▶ PROBLEM DETAILS:
Among the entries below, one line contains "Paths named by" and another contains "for c in arg.chars()". Transcribe those two lines and every line between them, exactly.

EXCERPTED DATA Block Start

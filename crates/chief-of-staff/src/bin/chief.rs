//! Interactive Chief-of-Staff assistant
//!
//! Run with: cargo run -p chief-of-staff --bin chief -- --file deck.pdf

use std::io::Write;
use std::path::PathBuf;
use std::sync::Arc;
use std::time::Duration;

use anyhow::Context;
use chief_of_staff::config::{missing_credential_help, AppConfig, CredentialResolver};
use chief_of_staff::export;
use chief_of_staff::ingestion::file_summary;
use chief_of_staff::providers::AnthropicClient;
use chief_of_staff::{AnalysisMode, ChatSession, Error, UploadOutcome};
use clap::Parser;
use console::style;
use indicatif::{ProgressBar, ProgressStyle};
use tokio::io::{AsyncBufReadExt, BufReader};
use tracing_subscriber::{layer::SubscriberExt, util::SubscriberInitExt};

#[derive(Parser, Debug)]
#[command(name = "chief", version, about = "Your AI Chief of Staff & BizOps lead")]
struct Cli {
    /// TOML configuration file
    #[arg(short, long)]
    config: Option<PathBuf>,

    /// Model identifier override
    #[arg(short, long)]
    model: Option<String>,

    /// Maximum output tokens per reply
    #[arg(long)]
    max_tokens: Option<u32>,

    /// Starting analysis mode (quick, deep, scenario)
    #[arg(long)]
    mode: Option<AnalysisMode>,

    /// Files or directories to upload before the first question
    #[arg(short, long = "file")]
    files: Vec<PathBuf>,

    /// Log filter used when RUST_LOG is not set
    #[arg(long, default_value = "chief_of_staff=warn")]
    log_level: String,
}

/// A line typed at the prompt
#[derive(Debug, PartialEq, Eq)]
enum Command {
    Message(String),
    Upload(Vec<PathBuf>),
    Files,
    Mode(Option<String>),
    Clear,
    Export(Option<PathBuf>),
    Help,
    Quit,
    Unknown(String),
    Empty,
}

impl Command {
    fn parse(line: &str) -> Self {
        let line = line.trim();
        if line.is_empty() {
            return Command::Empty;
        }
        let Some(rest) = line.strip_prefix('/') else {
            return Command::Message(line.to_string());
        };

        let (name, arg) = match rest.split_once(char::is_whitespace) {
            Some((name, arg)) => (name, arg.trim()),
            None => (rest, ""),
        };
        let arg = (!arg.is_empty()).then(|| arg.to_string());

        match name {
            "upload" | "u" => Command::Upload(arg.as_deref().map(upload_paths).unwrap_or_default()),
            "files" | "docs" => Command::Files,
            "mode" => Command::Mode(arg),
            "clear" => Command::Clear,
            "export" => Command::Export(arg.map(PathBuf::from)),
            "help" | "?" => Command::Help,
            "quit" | "exit" | "q" => Command::Quit,
            other => Command::Unknown(other.to_string()),
        }
    }
}

/// Paths named by an `/upload` argument.
///
/// Input that does not open with a quote is one path, spaces included.
/// Quoting (`"a b.pdf" 'c.xlsx'`) names several paths at once.
fn upload_paths(arg: &str) -> Vec<PathBuf> {
    if !arg.starts_with(['"', '\'']) {
        return vec![PathBuf::from(arg)];
    }

    let mut paths = Vec::new();
    let mut current = String::new();
    let mut quote: Option<char> = None;

    for c in arg.chars() {
        match (quote, c) {
            (Some(q), c) if c == q => {
                paths.push(PathBuf::from(std::mem::take(&mut current)));
                quote = None;
            }
            (Some(_), c) => current.push(c),
            (None, '"' | '\'') => {
                if !current.is_empty() {
                    paths.push(PathBuf::from(std::mem::take(&mut current)));
                }
                quote = Some(c);
            }
            (None, c) if c.is_whitespace() => {
                if !current.is_empty() {
                    paths.push(PathBuf::from(std::mem::take(&mut current)));
                }
            }
            (None, c) => current.push(c),
        }
    }
    if !current.is_empty() {
        paths.push(PathBuf::from(current));
    }

    paths.retain(|p| !p.as_os_str().is_empty());
    paths
}

#[tokio::main]
async fn main() -> anyhow::Result<()> {
    let cli = Cli::parse();

    // Initialize tracing on stderr so streamed replies own stdout
    tracing_subscriber::registry()
        .with(
            tracing_subscriber::EnvFilter::try_from_default_env()
                .unwrap_or_else(|_| cli.log_level.clone().into()),
        )
        .with(tracing_subscriber::fmt::layer().with_writer(std::io::stderr))
        .init();

    let mut config = match &cli.config {
        Some(path) => AppConfig::load(path)
            .with_context(|| format!("loading configuration from {}", path.display()))?,
        None => AppConfig::default(),
    };
    if let Some(model) = &cli.model {
        config.llm.model = model.clone();
    }
    if let Some(max_tokens) = cli.max_tokens {
        config.llm.max_tokens = max_tokens;
    }
    config.validate()?;

    let api_key = match CredentialResolver::default_locations().resolve() {
        Ok(key) => key,
        Err(Error::MissingCredential(_)) => {
            eprintln!("{}", style("⚠️  Missing API credential").red().bold());
            eprintln!("{}", missing_credential_help());
            std::process::exit(1);
        }
        Err(e) => return Err(e.into()),
    };
    tracing::info!("API key loaded from {}", api_key.source());

    let client = AnthropicClient::new(&config.llm, api_key)?;
    let mode = cli.mode.unwrap_or(config.session.default_mode);
    let mut session = ChatSession::new(Arc::new(client), mode);

    println!(
        "{}  {}",
        style("🎯 AI Chief of Staff").bold(),
        style(format!("model {} · mode {}", session.model_name(), session.mode())).dim()
    );
    println!("{}", style("Direct strategic analysis, no BS. Type /help for commands.").dim());

    for path in &cli.files {
        upload(&mut session, path);
    }

    if session.turns().is_empty() {
        print_welcome();
    }

    let mut lines = BufReader::new(tokio::io::stdin()).lines();
    loop {
        print!("{} ", style("›").cyan().bold());
        std::io::stdout().flush()?;

        let Some(line) = lines.next_line().await? else {
            break;
        };

        match Command::parse(&line) {
            Command::Empty => {}
            Command::Message(text) => ask(&mut session, &text).await?,
            Command::Upload(paths) if paths.is_empty() => {
                println!("Usage: /upload <file-or-directory>  (quote each path to upload several)");
            }
            Command::Upload(paths) => {
                for path in &paths {
                    upload(&mut session, path);
                }
            }
            Command::Files => list_files(&session),
            Command::Mode(None) => {
                for m in AnalysisMode::ALL {
                    let marker = if m == session.mode() { "●" } else { "○" };
                    println!("  {} {}", marker, m);
                }
            }
            Command::Mode(Some(name)) => match name.parse::<AnalysisMode>() {
                Ok(m) => {
                    session.set_mode(m);
                    println!("Analysis mode: {}", style(m).bold());
                }
                Err(e) => println!("{}", style(e).red()),
            },
            Command::Clear => {
                session.clear();
                println!("{}", style("🗑️  Conversation and documents cleared").yellow());
                print_welcome();
            }
            Command::Export(target) => {
                match export::write_markdown(
                    session.turns(),
                    target.as_deref(),
                    &config.session.export_dir,
                ) {
                    Ok(path) => println!("📥 Exported analysis to {}", path.display()),
                    Err(e) => println!("{}", style(e).red()),
                }
            }
            Command::Help => print_help(),
            Command::Quit => break,
            Command::Unknown(name) => {
                println!("Unknown command /{} (try /help)", name);
            }
        }
    }

    Ok(())
}

fn upload(session: &mut ChatSession, path: &std::path::Path) {
    let spinner = spinner(format!("Processing {}...", path.display()));
    let result = session.upload_path(path);
    spinner.finish_and_clear();

    match result {
        Ok(outcomes) if outcomes.is_empty() => {
            println!("No supported files found in {}", path.display());
        }
        Ok(outcomes) => {
            for outcome in outcomes {
                match outcome {
                    UploadOutcome::Added { name, summary } => {
                        println!("{} {} processed  {}", style("✓").green(), name, style(summary).dim());
                    }
                    UploadOutcome::Skipped { name } => {
                        println!("{} {} already uploaded", style("•").dim(), name);
                    }
                }
            }
        }
        Err(e) => println!("{} {}: {}", style("✗").red(), path.display(), e),
    }
}

async fn ask(session: &mut ChatSession, text: &str) -> anyhow::Result<()> {
    let spinner = spinner("Thinking...".to_string());
    let mut started = false;
    let mut stdout = std::io::stdout();

    println!();
    let reply = session
        .submit(text, |fragment| {
            if !started {
                spinner.finish_and_clear();
                started = true;
            }
            print!("{}", fragment);
            let _ = stdout.flush();
        })
        .await;
    spinner.finish_and_clear();

    if let Some(error) = &reply.error {
        if started {
            println!();
        }
        println!("{}", style(format!("Error: {}", error)).red());
        if !started {
            println!("{}", reply.text);
        }
    }
    println!("\n");
    Ok(())
}

fn list_files(session: &ChatSession) {
    if session.documents().is_empty() {
        println!("No documents uploaded yet. Use /upload <path>.");
        return;
    }
    for doc in session.documents() {
        println!("  {}", file_summary(doc));
    }
}

fn spinner(message: String) -> ProgressBar {
    let bar = ProgressBar::new_spinner();
    if let Ok(style) = ProgressStyle::default_spinner().template("{spinner:.cyan} {msg}") {
        bar.set_style(style);
    }
    bar.set_message(message);
    bar.enable_steady_tick(Duration::from_millis(100));
    bar
}

fn print_welcome() {
    println!(
        r#"
What I can help you with:

Strategic Decisions:
  - "Should we enter the enterprise market or focus on SMB?"
  - "Evaluate this partnership opportunity with [Company X]"
  - "Help me think through our pricing strategy"

Deal Analysis:
  - "Here's a pitch deck - should we invest/acquire?"
  - "Analyze this competitor and our positioning"
  - "Review our financial model and projections"

Board/Investor Prep:
  - "Help me frame our pivot for the board"
  - "Create talking points for our Series B pitch"
  - "Stress-test our growth assumptions"

Just upload files and ask me anything.
"#
    );
}

fn print_help() {
    println!(
        r#"Commands:
  /upload <path>      Upload a file or directory (pdf, pptx, xlsx, xls, csv, txt, md)
  /upload "a" "b"     Upload several quoted paths
  /files              List uploaded documents
  /mode [name]        Show or set analysis mode: quick, deep, scenario
  /export [path]      Save the conversation as Markdown
  /clear              Clear conversation and documents
  /quit               Exit
Anything else is sent as a message."#
    );
}

#[cfg(test)]
mod tests {
    use super::*;

    #[test]
    fn test_parse_commands() {
        assert_eq!(Command::parse("   "), Command::Empty);
        assert_eq!(
            Command::parse("Should we raise now?"),
            Command::Message("Should we raise now?".to_string())
        );
        assert_eq!(
            Command::parse("/upload Q3 Board Deck.pdf"),
            Command::Upload(vec![PathBuf::from("Q3 Board Deck.pdf")])
        );
        assert_eq!(
            Command::parse(r#"/upload "Q3 Board Deck.pdf" 'model v2.xlsx' notes.md"#),
            Command::Upload(vec![
                PathBuf::from("Q3 Board Deck.pdf"),
                PathBuf::from("model v2.xlsx"),
                PathBuf::from("notes.md"),
            ])
        );
        assert_eq!(
            Command::parse("/upload CEO's memo.txt"),
            Command::Upload(vec![PathBuf::from("CEO's memo.txt")])
        );
        assert_eq!(Command::parse("/upload"), Command::Upload(vec![]));
        assert_eq!(Command::parse("/mode deep"), Command::Mode(Some("deep".to_string())));
        assert_eq!(Command::parse("/mode"), Command::Mode(None));
        assert_eq!(Command::parse("/export"), Command::Export(None));
        assert_eq!(Command::parse("/q"), Command::Quit);
        assert_eq!(Command::parse("/nope"), Command::Unknown("nope".to_string()));
    }

    #[test]
    fn test_cli_parses_mode() {
        let cli = Cli::parse_from(["chief", "--mode", "scenario", "-f", "a.pdf", "-f", "b.md"]);
        assert_eq!(cli.mode, Some(AnalysisMode::ScenarioAnalysis));
        assert_eq!(cli.files.len(), 2);
    }
}
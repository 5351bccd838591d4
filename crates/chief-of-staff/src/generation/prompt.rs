//! Prompt assembly from uploaded documents, history and analysis mode

use crate::types::{AnalysisMode, ConversationTurn, UploadedDocument};

use super::system_prompt::CHIEF_OF_STAFF_PROMPT;

/// Header that opens the document context block
pub const CONTEXT_HEADER: &str = "**UPLOADED DOCUMENTS:**";

/// Everything the model adapter needs for one request
#[derive(Debug, Clone, PartialEq, Eq)]
pub struct OutboundRequest {
    /// System instruction
    pub system: String,
    /// Prior turns, passed through untouched
    pub history: Vec<ConversationTurn>,
    /// Content of the new user turn
    pub prompt: String,
}

/// Prompt builder for chat requests
pub struct PromptBuilder;

impl PromptBuilder {
    /// Build the document context block, or an empty string when there are no documents
    pub fn build_context(documents: &[UploadedDocument]) -> String {
        if documents.is_empty() {
            return String::new();
        }

        let mut context = format!("\n\n{}\n\n", CONTEXT_HEADER);
        for doc in documents {
            context.push_str(&format!("\n### {}\n{}\n", doc.name, doc.content));
        }
        context
    }

    /// Compose the content of the new user turn
    pub fn build_prompt(
        documents: &[UploadedDocument],
        user_message: &str,
        mode: AnalysisMode,
    ) -> String {
        let prompt = format!("{}{}", user_message, mode.instruction());
        let context = Self::build_context(documents);

        if context.is_empty() {
            prompt
        } else {
            format!("{}\n\n{}", context, prompt)
        }
    }

    /// Assemble a full request.
    ///
    /// `history` holds every turn before the message being sent; mode
    /// instructions and document context only ever land in the new turn.
    pub fn assemble(
        documents: &[UploadedDocument],
        history: &[ConversationTurn],
        user_message: &str,
        mode: AnalysisMode,
    ) -> OutboundRequest {
        OutboundRequest {
            system: CHIEF_OF_STAFF_PROMPT.to_string(),
            history: history.to_vec(),
            prompt: Self::build_prompt(documents, user_message, mode),
        }
    }
}
//! One-line summaries of ingested documents

use crate::types::UploadedDocument;

/// Short description of a document: name plus word and line counts
pub fn file_summary(doc: &UploadedDocument) -> String {
    summarize(&doc.name, &doc.content)
}

/// Same as [`file_summary`] for a bare name and content pair
pub fn summarize(name: &str, content: &str) -> String {
    let words = content.split_whitespace().count();
    let lines = content.split('\n').count();
    format!("📄 {} ({} words, {} lines)", name, words, lines)
}

#[cfg(test)]
mod tests {
    use super::*;

    #[test]
    fn test_get_file_summary() {
        let doc = UploadedDocument::new(
            "test.txt",
            "This is test content with multiple words.\nAnd multiple lines.",
        );
        let summary = file_summary(&doc);
        assert!(summary.contains("test.txt"));
        assert!(summary.contains("words"));
        assert!(summary.contains("(10 words, 2 lines)"));
    }

    #[test]
    fn test_summary_of_empty_content() {
        assert_eq!(summarize("empty.md", ""), "📄 empty.md (0 words, 1 lines)");
    }
}
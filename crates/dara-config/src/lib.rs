// crates/dara-config/src/lib.rs
// ============================================================================
// Module: Dara Configuration
// Description: Environment-driven configuration for the control plane.
// Purpose: Read deployment settings into typed, validated structures.
// Dependencies: serde, thiserror
// ============================================================================

//! ## Overview
//! The control plane is configured entirely through environment variables.
//! [`ControlPlaneConfig::from_env`] reads the process environment;
//! [`ControlPlaneConfig::from_lookup`] takes an explicit lookup function so
//! tests can supply settings without mutating global process state. Unknown
//! values for enumerated settings fail loading rather than defaulting.

// ============================================================================
// SECTION: Imports
// ============================================================================

use std::env;
use std::path::PathBuf;

use serde::Deserialize;
use serde::Serialize;
use thiserror::Error;

// ============================================================================
// SECTION: Constants
// ============================================================================

/// Filename of the embedded database inside the data directory.
pub const DB_FILENAME: &str = "dara_control_plane.db";
/// Default data directory.
const DEFAULT_DATA_DIR: &str = "/data";
/// Default artifacts directory.
const DEFAULT_ARTIFACTS_DIR: &str = "/data/artifacts";
/// Default listen address for the HTTP API.
const DEFAULT_LISTEN_ADDR: &str = "127.0.0.1:8080";

// ============================================================================
// SECTION: Errors
// ============================================================================

/// Configuration loading errors.
#[derive(Debug, Error)]
pub enum ConfigError {
    /// An environment variable held a value outside its accepted set.
    #[error("invalid value for {var}: {message}")]
    InvalidValue {
        /// Offending variable name.
        var: &'static str,
        /// Human-readable detail.
        message: String,
    },
}

// ============================================================================
// SECTION: Sections
// ============================================================================

/// Outbound connector client settings.
#[derive(Debug, Clone, PartialEq, Eq, Serialize, Deserialize)]
pub struct ConnectorSettings {
    /// Base URL of the tool-invocation service (`MCP_RUBE_URL`).
    pub base_url: Option<String>,
    /// Bearer token for the tool-invocation service (`MCP_RUBE_API_KEY`).
    pub api_key: Option<String>,
}

/// Completion webhook settings.
#[derive(Debug, Clone, PartialEq, Eq, Serialize, Deserialize)]
pub struct WebhookSettings {
    /// Webhook endpoint (`WEBHOOK_URL`); unset disables notification.
    pub url: Option<String>,
    /// HMAC signing secret (`WEBHOOK_SECRET`); unset disables signing.
    pub secret: Option<String>,
    /// Whether completion notifications fire at all (`NOTIFY_ON_COMPLETE`).
    pub notify_on_complete: bool,
}

/// Text-to-speech provider selection.
#[derive(Debug, Clone, Copy, PartialEq, Eq, Serialize, Deserialize)]
#[serde(rename_all = "snake_case")]
pub enum TtsProvider {
    /// Audio enrichment disabled.
    None,
    /// ElevenLabs text-to-speech API.
    Elevenlabs,
    /// OpenAI audio speech API.
    Openai,
}

impl TtsProvider {
    /// Parses the wire form of a provider name.
    fn parse(value: &str) -> Option<Self> {
        match value {
            "none" => Some(Self::None),
            "elevenlabs" => Some(Self::Elevenlabs),
            "openai" => Some(Self::Openai),
            _ => None,
        }
    }
}

/// Text-to-speech enrichment settings.
#[derive(Debug, Clone, PartialEq, Eq, Serialize, Deserialize)]
pub struct TtsSettings {
    /// Provider selection (`TTS_PROVIDER`, default `none`).
    pub provider: TtsProvider,
    /// Provider voice identifier (`TTS_VOICE`).
    pub voice: String,
    /// Provider API key (`TTS_API_KEY`); unset disables synthesis.
    pub api_key: Option<String>,
}

/// Model preset defaults seeded into the registry.
#[derive(Debug, Clone, PartialEq, Eq, Serialize, Deserialize)]
pub struct PresetSettings {
    /// Model for the `quality` preset (`MODEL_PRESET_QUALITY`).
    pub quality: String,
    /// Model for the `main` preset (`MODEL_PRESET_MAIN`).
    pub main: String,
    /// Model for the `fast` preset (`MODEL_PRESET_FAST`).
    pub fast: String,
    /// Model for the `long` preset (`MODEL_PRESET_LONG`).
    pub long: String,
    /// Default active preset name (`DEFAULT_MODEL_PRESET`).
    pub default_active: String,
}

impl PresetSettings {
    /// Returns the seeded `(name, model)` pairs in catalog order.
    #[must_use]
    pub fn pairs(&self) -> [(&'static str, &str); 4] {
        [
            ("quality", self.quality.as_str()),
            ("main", self.main.as_str()),
            ("fast", self.fast.as_str()),
            ("long", self.long.as_str()),
        ]
    }
}

// ============================================================================
// SECTION: Top-Level Configuration
// ============================================================================

/// Complete control-plane configuration.
///
/// # Invariants
/// - `data_dir` and `artifacts_dir` are used as-is; directories are created
///   on first use by their owners.
/// - `master_key`, when present, is non-empty.
#[derive(Debug, Clone, PartialEq, Eq, Serialize, Deserialize)]
pub struct ControlPlaneConfig {
    /// Directory holding the embedded database (`DATA_DIR`).
    pub data_dir: PathBuf,
    /// Root directory for run artifacts (`ARTIFACTS_DIR`).
    pub artifacts_dir: PathBuf,
    /// Vault master key (`MASTER_KEY`); unset disables the vault.
    pub master_key: Option<String>,
    /// HTTP listen address (`LISTEN_ADDR`).
    pub listen_addr: String,
    /// Connector client settings.
    pub connector: ConnectorSettings,
    /// Webhook settings.
    pub webhook: WebhookSettings,
    /// Text-to-speech settings.
    pub tts: TtsSettings,
    /// Model preset defaults.
    pub presets: PresetSettings,
}

impl ControlPlaneConfig {
    /// Loads configuration from the process environment.
    ///
    /// # Errors
    ///
    /// Returns [`ConfigError`] when an enumerated variable holds an unknown
    /// value.
    pub fn from_env() -> Result<Self, ConfigError> {
        Self::from_lookup(|var| env::var(var).ok())
    }

    /// Loads configuration through an explicit variable lookup.
    ///
    /// # Errors
    ///
    /// Returns [`ConfigError`] when an enumerated variable holds an unknown
    /// value.
    pub fn from_lookup(lookup: impl Fn(&str) -> Option<String>) -> Result<Self, ConfigError> {
        let provider_raw = lookup("TTS_PROVIDER").unwrap_or_else(|| "none".to_string());
        let provider = TtsProvider::parse(&provider_raw).ok_or(ConfigError::InvalidValue {
            var: "TTS_PROVIDER",
            message: format!("unknown provider `{provider_raw}` (none|elevenlabs|openai)"),
        })?;
        let master_key = lookup("MASTER_KEY").filter(|key| !key.is_empty());
        Ok(Self {
            data_dir: PathBuf::from(
                lookup("DATA_DIR").unwrap_or_else(|| DEFAULT_DATA_DIR.to_string()),
            ),
            artifacts_dir: PathBuf::from(
                lookup("ARTIFACTS_DIR").unwrap_or_else(|| DEFAULT_ARTIFACTS_DIR.to_string()),
            ),
            master_key,
            listen_addr: lookup("LISTEN_ADDR").unwrap_or_else(|| DEFAULT_LISTEN_ADDR.to_string()),
            connector: ConnectorSettings {
                base_url: lookup("MCP_RUBE_URL").filter(|url| !url.is_empty()),
                api_key: lookup("MCP_RUBE_API_KEY").filter(|key| !key.is_empty()),
            },
            webhook: WebhookSettings {
                url: lookup("WEBHOOK_URL").filter(|url| !url.is_empty()),
                secret: lookup("WEBHOOK_SECRET").filter(|secret| !secret.is_empty()),
                notify_on_complete: lookup("NOTIFY_ON_COMPLETE")
                    .is_none_or(|value| value == "true"),
            },
            tts: TtsSettings {
                provider,
                voice: lookup("TTS_VOICE").unwrap_or_default(),
                api_key: lookup("TTS_API_KEY").filter(|key| !key.is_empty()),
            },
            presets: PresetSettings {
                quality: lookup("MODEL_PRESET_QUALITY")
                    .unwrap_or_else(|| "glm-quality".to_string()),
                main: lookup("MODEL_PRESET_MAIN").unwrap_or_else(|| "glm-main".to_string()),
                fast: lookup("MODEL_PRESET_FAST").unwrap_or_else(|| "glm-fast".to_string()),
                long: lookup("MODEL_PRESET_LONG").unwrap_or_else(|| "glm-long".to_string()),
                default_active: lookup("DEFAULT_MODEL_PRESET")
                    .unwrap_or_else(|| "quality".to_string()),
            },
        })
    }

    /// Returns the full path of the embedded database file.
    #[must_use]
    pub fn db_path(&self) -> PathBuf {
        self.data_dir.join(DB_FILENAME)
    }
}

// ============================================================================
// SECTION: Tests
// ============================================================================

EXCERPTED DATA Block End

▶ EXERCISE RESPONSE:
/// Paths named by an `/upload` argument.
///
/// Input that does not open with a quote is one path, spaces included.
/// Quoting (`"a b.pdf" 'c.xlsx'`) names several paths at once.
fn upload_paths(arg: &str) -> Vec<PathBuf> {
    if !arg.starts_with(['"', '\'']) {
        return vec![PathBuf::from(arg)];
    }

    let mut paths = Vec::new();
    let mut current = String::new();
    let mut quote: Option<char> = None;

    for c in arg.chars() {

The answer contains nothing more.